-- Records for processing follows --

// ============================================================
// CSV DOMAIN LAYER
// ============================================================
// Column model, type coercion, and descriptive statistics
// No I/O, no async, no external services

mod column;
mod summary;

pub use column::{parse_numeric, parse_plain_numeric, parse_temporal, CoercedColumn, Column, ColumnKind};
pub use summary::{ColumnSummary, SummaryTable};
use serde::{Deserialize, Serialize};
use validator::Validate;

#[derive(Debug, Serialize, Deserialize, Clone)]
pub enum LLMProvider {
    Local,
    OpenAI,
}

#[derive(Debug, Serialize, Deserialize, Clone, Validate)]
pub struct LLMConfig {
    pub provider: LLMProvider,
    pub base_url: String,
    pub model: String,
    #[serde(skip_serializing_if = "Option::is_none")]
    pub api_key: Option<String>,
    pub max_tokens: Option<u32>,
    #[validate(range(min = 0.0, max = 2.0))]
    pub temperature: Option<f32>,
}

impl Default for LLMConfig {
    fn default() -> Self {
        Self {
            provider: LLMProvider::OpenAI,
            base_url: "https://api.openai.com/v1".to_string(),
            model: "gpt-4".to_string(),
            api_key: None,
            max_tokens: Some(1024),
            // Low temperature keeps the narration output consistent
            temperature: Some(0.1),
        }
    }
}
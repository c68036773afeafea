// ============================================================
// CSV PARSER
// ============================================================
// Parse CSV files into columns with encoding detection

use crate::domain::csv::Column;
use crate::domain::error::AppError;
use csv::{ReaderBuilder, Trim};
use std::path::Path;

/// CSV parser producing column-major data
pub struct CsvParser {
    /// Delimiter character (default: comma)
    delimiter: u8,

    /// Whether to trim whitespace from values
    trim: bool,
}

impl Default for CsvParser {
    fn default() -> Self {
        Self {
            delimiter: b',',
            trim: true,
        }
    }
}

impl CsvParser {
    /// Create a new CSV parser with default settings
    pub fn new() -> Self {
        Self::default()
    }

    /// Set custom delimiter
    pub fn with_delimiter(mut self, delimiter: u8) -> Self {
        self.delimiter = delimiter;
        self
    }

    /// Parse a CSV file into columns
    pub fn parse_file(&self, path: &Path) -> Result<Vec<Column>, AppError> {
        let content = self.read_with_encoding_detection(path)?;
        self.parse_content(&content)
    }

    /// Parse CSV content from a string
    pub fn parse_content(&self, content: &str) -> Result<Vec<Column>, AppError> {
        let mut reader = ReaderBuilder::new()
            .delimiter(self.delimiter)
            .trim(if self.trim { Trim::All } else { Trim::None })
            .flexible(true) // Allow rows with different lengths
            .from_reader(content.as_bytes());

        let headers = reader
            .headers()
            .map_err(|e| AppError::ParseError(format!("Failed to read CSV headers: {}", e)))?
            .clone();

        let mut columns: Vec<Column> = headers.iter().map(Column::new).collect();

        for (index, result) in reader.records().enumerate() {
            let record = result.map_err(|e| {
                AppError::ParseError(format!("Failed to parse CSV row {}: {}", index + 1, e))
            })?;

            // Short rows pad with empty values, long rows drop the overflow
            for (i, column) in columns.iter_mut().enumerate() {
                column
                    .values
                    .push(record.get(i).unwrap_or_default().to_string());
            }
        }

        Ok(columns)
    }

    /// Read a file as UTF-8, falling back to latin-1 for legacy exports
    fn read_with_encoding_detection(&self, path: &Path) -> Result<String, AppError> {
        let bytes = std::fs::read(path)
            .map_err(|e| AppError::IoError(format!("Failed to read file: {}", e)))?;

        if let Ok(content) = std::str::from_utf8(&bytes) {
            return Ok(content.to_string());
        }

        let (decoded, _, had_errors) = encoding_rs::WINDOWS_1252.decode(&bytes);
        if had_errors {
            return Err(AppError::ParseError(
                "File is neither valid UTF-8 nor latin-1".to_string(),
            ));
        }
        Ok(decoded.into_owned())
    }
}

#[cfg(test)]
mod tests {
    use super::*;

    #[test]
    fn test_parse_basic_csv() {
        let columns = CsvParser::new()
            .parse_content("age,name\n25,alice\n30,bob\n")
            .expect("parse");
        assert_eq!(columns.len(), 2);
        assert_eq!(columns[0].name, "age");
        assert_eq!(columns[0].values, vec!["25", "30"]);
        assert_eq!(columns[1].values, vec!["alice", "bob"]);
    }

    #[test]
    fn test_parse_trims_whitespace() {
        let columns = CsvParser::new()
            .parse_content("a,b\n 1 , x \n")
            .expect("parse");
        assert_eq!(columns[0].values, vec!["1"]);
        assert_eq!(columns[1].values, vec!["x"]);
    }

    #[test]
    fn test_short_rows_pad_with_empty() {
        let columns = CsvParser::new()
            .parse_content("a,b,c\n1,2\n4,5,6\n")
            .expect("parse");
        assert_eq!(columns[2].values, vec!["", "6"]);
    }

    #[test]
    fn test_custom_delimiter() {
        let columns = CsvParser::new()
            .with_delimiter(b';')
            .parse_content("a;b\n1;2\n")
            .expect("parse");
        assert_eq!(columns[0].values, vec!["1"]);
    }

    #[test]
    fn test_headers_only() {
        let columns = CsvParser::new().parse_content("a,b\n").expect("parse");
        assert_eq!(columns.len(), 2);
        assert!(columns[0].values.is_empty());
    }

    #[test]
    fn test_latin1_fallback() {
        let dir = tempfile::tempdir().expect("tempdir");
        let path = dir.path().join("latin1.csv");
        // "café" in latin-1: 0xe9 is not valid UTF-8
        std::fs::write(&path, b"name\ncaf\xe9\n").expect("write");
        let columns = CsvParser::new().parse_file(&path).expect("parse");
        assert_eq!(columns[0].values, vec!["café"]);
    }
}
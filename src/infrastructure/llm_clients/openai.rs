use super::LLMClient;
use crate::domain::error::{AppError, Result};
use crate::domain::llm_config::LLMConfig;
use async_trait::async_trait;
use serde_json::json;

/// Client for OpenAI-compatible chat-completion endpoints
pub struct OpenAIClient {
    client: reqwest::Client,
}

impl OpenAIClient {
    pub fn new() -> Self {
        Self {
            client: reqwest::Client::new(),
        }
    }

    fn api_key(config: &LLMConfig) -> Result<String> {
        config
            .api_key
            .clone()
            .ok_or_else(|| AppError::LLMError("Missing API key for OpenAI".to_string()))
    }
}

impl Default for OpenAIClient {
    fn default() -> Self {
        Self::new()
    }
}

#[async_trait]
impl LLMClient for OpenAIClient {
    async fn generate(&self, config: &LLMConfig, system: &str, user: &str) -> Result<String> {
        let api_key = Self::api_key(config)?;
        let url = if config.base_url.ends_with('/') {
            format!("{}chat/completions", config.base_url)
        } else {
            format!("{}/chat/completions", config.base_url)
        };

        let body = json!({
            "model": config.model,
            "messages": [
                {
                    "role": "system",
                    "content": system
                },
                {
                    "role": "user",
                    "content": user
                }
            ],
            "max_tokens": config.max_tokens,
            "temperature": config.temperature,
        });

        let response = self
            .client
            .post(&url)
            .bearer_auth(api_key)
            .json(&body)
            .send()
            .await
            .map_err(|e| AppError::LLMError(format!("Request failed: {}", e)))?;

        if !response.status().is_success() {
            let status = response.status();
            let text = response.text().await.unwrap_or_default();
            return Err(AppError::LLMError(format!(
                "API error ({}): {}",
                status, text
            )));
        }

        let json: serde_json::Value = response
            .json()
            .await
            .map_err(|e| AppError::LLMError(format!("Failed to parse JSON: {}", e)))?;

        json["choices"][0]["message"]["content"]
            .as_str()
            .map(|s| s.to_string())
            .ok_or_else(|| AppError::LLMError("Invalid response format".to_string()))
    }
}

-- Records for processing concluded --

Task to complete: From the records above, return each line where "crate" occurs.

Solution to the exercise:
use crate::domain::csv::Column;
use crate::domain::error::AppError;
use crate::domain::error::{AppError, Result};
use crate::domain::llm_config::LLMConfig;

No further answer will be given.